Your objective>
Every line below needs to be reproduced exactly.

Material supplied>
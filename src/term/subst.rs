//! Substitutions: finite mappings from variable names to terms.
//!
//! Application is recursive - a bound variable whose value mentions other
//! bound variables resolves until a fixpoint. Composition is left-to-right.

use super::{Literal, Term};
use serde::{Deserialize, Serialize};
use std::collections::HashSet;
use std::fmt;

/// A finite mapping from variable names to terms. Backed by an ordered map
/// so iteration (and therefore wire encoding) is deterministic.
#[derive(Debug, Clone, Default, PartialEq, Eq, Serialize, Deserialize)]
pub struct Subst(pub std::collections::BTreeMap<String, Term>);

impl Subst {
    pub fn new() -> Self {
        Subst::default()
    }

    pub fn is_empty(&self) -> bool {
        self.0.is_empty()
    }

    pub fn get(&self, var: &str) -> Option<&Term> {
        self.0.get(var)
    }

    /// Bind a variable. The caller is responsible for not introducing
    /// cycles; `unify` guards against them.
    pub fn bind(&mut self, var: impl Into<String>, term: Term) {
        self.0.insert(var.into(), term);
    }

    /// Apply this substitution to a term, resolving variable chains to a
    /// fixpoint.
    pub fn apply(&self, term: &Term) -> Term {
        match term {
            Term::Var(name) => match self.0.get(name) {
                // A variable may be bound to another bound variable; chase
                // the chain. Unify's occurs guard keeps chains acyclic.
                Some(bound) => self.apply(bound),
                None => term.clone(),
            },
            Term::Compound(functor, args) => Term::Compound(
                functor.clone(),
                args.iter().map(|a| self.apply(a)).collect(),
            ),
            Term::List(items) => Term::List(items.iter().map(|a| self.apply(a)).collect()),
            _ => term.clone(),
        }
    }

    pub fn apply_literal(&self, lit: &Literal) -> Literal {
        Literal {
            pred: lit.pred.clone(),
            args: lit.args.iter().map(|a| self.apply(a)).collect(),
        }
    }

    /// Left-to-right composition: the result behaves as "apply `self`,
    /// then `other`".
    pub fn compose(&self, other: &Subst) -> Subst {
        let mut out = std::collections::BTreeMap::new();
        for (var, term) in &self.0 {
            out.insert(var.clone(), other.apply(term));
        }
        for (var, term) in &other.0 {
            out.entry(var.clone()).or_insert_with(|| term.clone());
        }
        Subst(out)
    }

    /// Project onto a set of variables, dropping all other bindings.
    pub fn restrict(&self, vars: &HashSet<String>) -> Subst {
        Subst(
            self.0
                .iter()
                .filter(|(var, _)| vars.contains(var.as_str()))
                .map(|(var, term)| (var.clone(), self.apply(term)))
                .collect(),
        )
    }

    pub fn iter(&self) -> impl Iterator<Item = (&String, &Term)> {
        self.0.iter()
    }
}

impl fmt::Display for Subst {
    fn fmt(&self, f: &mut fmt::Formatter<'_>) -> fmt::Result {
        write!(f, "{{")?;
        for (i, (var, term)) in self.0.iter().enumerate() {
            if i > 0 {
                write!(f, ", ")?;
            }
            write!(f, "{var} = {term}")?;
        }
        write!(f, "}}")
    }
}

impl FromIterator<(String, Term)> for Subst {
    fn from_iter<I: IntoIterator<Item = (String, Term)>>(iter: I) -> Self {
        Subst(iter.into_iter().collect())
    }
}

#[cfg(test)]
mod tests {
    use super::*;
    use crate::term::parse_term;

    #[test]
    fn test_apply_resolves_chains() {
        let mut s = Subst::new();
        s.bind("X", Term::Var("Y".into()));
        s.bind("Y", Term::Int(3));
        assert_eq!(s.apply(&Term::Var("X".into())), Term::Int(3));
    }

    #[test]
    fn test_apply_descends_into_compounds() {
        let mut s = Subst::new();
        s.bind("X", Term::Sym("a".into()));
        let t = parse_term("f(X, [X, 1])").unwrap();
        assert_eq!(s.apply(&t), parse_term("f(a, [a, 1])").unwrap());
    }

    #[test]
    fn test_compose_is_left_to_right() {
        let mut first = Subst::new();
        first.bind("X", Term::Var("Y".into()));
        let mut second = Subst::new();
        second.bind("Y", Term::Int(7));
        let composed = first.compose(&second);
        assert_eq!(composed.apply(&Term::Var("X".into())), Term::Int(7));
        assert_eq!(composed.apply(&Term::Var("Y".into())), Term::Int(7));
    }

    #[test]
    fn test_restrict_projects() {
        let mut s = Subst::new();
        s.bind("X", Term::Int(1));
        s.bind("Y", Term::Int(2));
        let keep: std::collections::HashSet<String> = ["X".to_string()].into_iter().collect();
        let r = s.restrict(&keep);
        assert_eq!(r.get("X"), Some(&Term::Int(1)));
        assert_eq!(r.get("Y"), None);
    }
}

Problem solution>
filename src/term/subst.rs
//! Substitutions: finite mappings from variable names to terms.
//!
//! Application is recursive - a bound variable whose value mentions other
//! bound variables resolves until a fixpoint. Composition is left-to-right.

use super::{Literal, Term};
use serde::{Deserialize, Serialize};
use std::collections::HashSet;
use std::fmt;

/// A finite mapping from variable names to terms. Backed by an ordered map
/// so iteration (and therefore wire encoding) is deterministic.
#[derive(Debug, Clone, Default, PartialEq, Eq, Serialize, Deserialize)]
pub struct Subst(pub std::collections::BTreeMap<String, Term>);

impl Subst {
    pub fn new() -> Self {
        Subst::default()
    }

    pub fn is_empty(&self) -> bool {
        self.0.is_empty()
    }

    pub fn get(&self, var: &str) -> Option<&Term> {
        self.0.get(var)
    }

    /// Bind a variable. The caller is responsible for not introducing
    /// cycles; `unify` guards against them.
    pub fn bind(&mut self, var: impl Into<String>, term: Term) {
        self.0.insert(var.into(), term);
    }

    /// Apply this substitution to a term, resolving variable chains to a
    /// fixpoint.
    pub fn apply(&self, term: &Term) -> Term {
        match term {
            Term::Var(name) => match self.0.get(name) {
                // A variable may be bound to another bound variable; chase
                // the chain. Unify's occurs guard keeps chains acyclic.
                Some(bound) => self.apply(bound),
                None => term.clone(),
            },
            Term::Compound(functor, args) => Term::Compound(
                functor.clone(),
                args.iter().map(|a| self.apply(a)).collect(),
            ),
            Term::List(items) => Term::List(items.iter().map(|a| self.apply(a)).collect()),
            _ => term.clone(),
        }
    }

    pub fn apply_literal(&self, lit: &Literal) -> Literal {
        Literal {
            pred: lit.pred.clone(),
            args: lit.args.iter().map(|a| self.apply(a)).collect(),
        }
    }

    /// Left-to-right composition: the result behaves as "apply `self`,
    /// then `other`".
    pub fn compose(&self, other: &Subst) -> Subst {
        let mut out = std::collections::BTreeMap::new();
        for (var, term) in &self.0 {
            out.insert(var.clone(), other.apply(term));
        }
        for (var, term) in &other.0 {
            out.entry(var.clone()).or_insert_with(|| term.clone());
        }
        Subst(out)
    }

    /// Project onto a set of variables, dropping all other bindings.
    pub fn restrict(&self, vars: &HashSet<String>) -> Subst {
        Subst(
            self.0
                .iter()
                .filter(|(var, _)| vars.contains(var.as_str()))
                .map(|(var, term)| (var.clone(), self.apply(term)))
                .collect(),
        )
    }

    pub fn iter(&self) -> impl Iterator<Item = (&String, &Term)> {
        self.0.iter()
    }
}

impl fmt::Display for Subst {
    fn fmt(&self, f: &mut fmt::Formatter<'_>) -> fmt::Result {
        write!(f, "{{")?;
        for (i, (var, term)) in self.0.iter().enumerate() {
            if i > 0 {
                write!(f, ", ")?;
            }
            write!(f, "{var} = {term}")?;
        }
        write!(f, "}}")
    }
}

impl FromIterator<(String, Term)> for Subst {
    fn from_iter<I: IntoIterator<Item = (String, Term)>>(iter: I) -> Self {
        Subst(iter.into_iter().collect())
    }
}

#[cfg(test)]
mod tests {
    use super::*;
    use crate::term::parse_term;

    #[test]
    fn test_apply_resolves_chains() {
        let mut s = Subst::new();
        s.bind("X", Term::Var("Y".into()));
        s.bind("Y", Term::Int(3));
        assert_eq!(s.apply(&Term::Var("X".into())), Term::Int(3));
    }

    #[test]
    fn test_apply_descends_into_compounds() {
        let mut s = Subst::new();
        s.bind("X", Term::Sym("a".into()));
        let t = parse_term("f(X, [X, 1])").unwrap();
        assert_eq!(s.apply(&t), parse_term("f(a, [a, 1])").unwrap());
    }

    #[test]
    fn test_compose_is_left_to_right() {
        let mut first = Subst::new();
        first.bind("X", Term::Var("Y".into()));
        let mut second = Subst::new();
        second.bind("Y", Term::Int(7));
        let composed = first.compose(&second);
        assert_eq!(composed.apply(&Term::Var("X".into())), Term::Int(7));
        assert_eq!(composed.apply(&Term::Var("Y".into())), Term::Int(7));
    }

    #[test]
    fn test_restrict_projects() {
        let mut s = Subst::new();
        s.bind("X", Term::Int(1));
        s.bind("Y", Term::Int(2));
        let keep: std::collections::HashSet<String> = ["X".to_string()].into_iter().collect();
        let r = s.restrict(&keep);
        assert_eq!(r.get("X"), Some(&Term::Int(1)));
        assert_eq!(r.get("Y"), None);
    }
}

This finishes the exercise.